Para encontrar a integral da função dada, realizaremos os cálculos abaixo:

\(\begin{align} & f(x)=\sqrt{{{3}^{2}}+{{x}^{2}}} \\ & \int_{{}}^{{}}{f(x)=\int_{{}}^{{}}{\sqrt{{{3}^{2}}+{{x}^{2}}}}} \\ & \\ & x=3\tan u,dx=3{{\sec }^{2}}udu \\ & \\ & \int_{{}}^{{}}{\sqrt{{{3}^{2}}+{{x}^{2}}}}=\int_{{}}^{{}}{\sqrt{9+{{(3\tan u)}^{2}}}3{{\sec }^{2}}u} \\ & \int_{{}}^{{}}{\sqrt{{{3}^{2}}+{{x}^{2}}}}=\int_{{}}^{{}}{9{{\sec }^{3}}u} \\ & \int_{{}}^{{}}{\sqrt{{{3}^{2}}+{{x}^{2}}}}=\frac{9\left( \frac{x\sqrt{1+\frac{{{x}^{2}}}{9}}+\ln \left( \sqrt{1+\frac{{{x}^{2}}}{9}}+\frac{x}{3} \right)}{3} \right)}{2}+C \\ \end{align}\ \)

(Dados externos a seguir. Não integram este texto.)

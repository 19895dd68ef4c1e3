use thiserror::Error;

#[derive(Debug, Error)]
pub enum PilotError {
    #[error("Configuration error: {0}")]
    Config(String),

    #[error("LLM provider error: {0}")]
    LlmProvider(String),

    #[error("SSE parsing error: {0}")]
    SseParsing(String),

    #[error("Perception error: {0}")]
    Perception(String),

    #[error("Executor error: {0}")]
    Executor(String),

    #[error("Benchmark error: {0}")]
    Benchmark(String),

    #[error("IO error: {0}")]
    Io(#[from] std::io::Error),

    #[error("JSON error: {0}")]
    Json(#[from] serde_json::Error),

    #[error("HTTP error: {0}")]
    Http(#[from] reqwest::Error),

    #[error("TOML deserialize error: {0}")]
    TomlDe(#[from] toml::de::Error),

    #[error("TOML serialize error: {0}")]
    TomlSer(#[from] toml::ser::Error),

    #[error("Request timed out after {0}s")]
    Timeout(u64),
}

pub type PilotResult<T> = Result<T, PilotError>;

Portanto, o valor da integral será \(\boxed{\int_{}^{} {\sqrt {{3^2} + {x^2}} } = \frac{{9\left( {\frac{{x\sqrt {1 + \frac{{{x^2}}}{9}} + \ln \left( {\sqrt {1 + \frac{{{x^2}}}{9}} + \frac{x}{3}} \right)}}{3}} \right)}}{2} + C}\).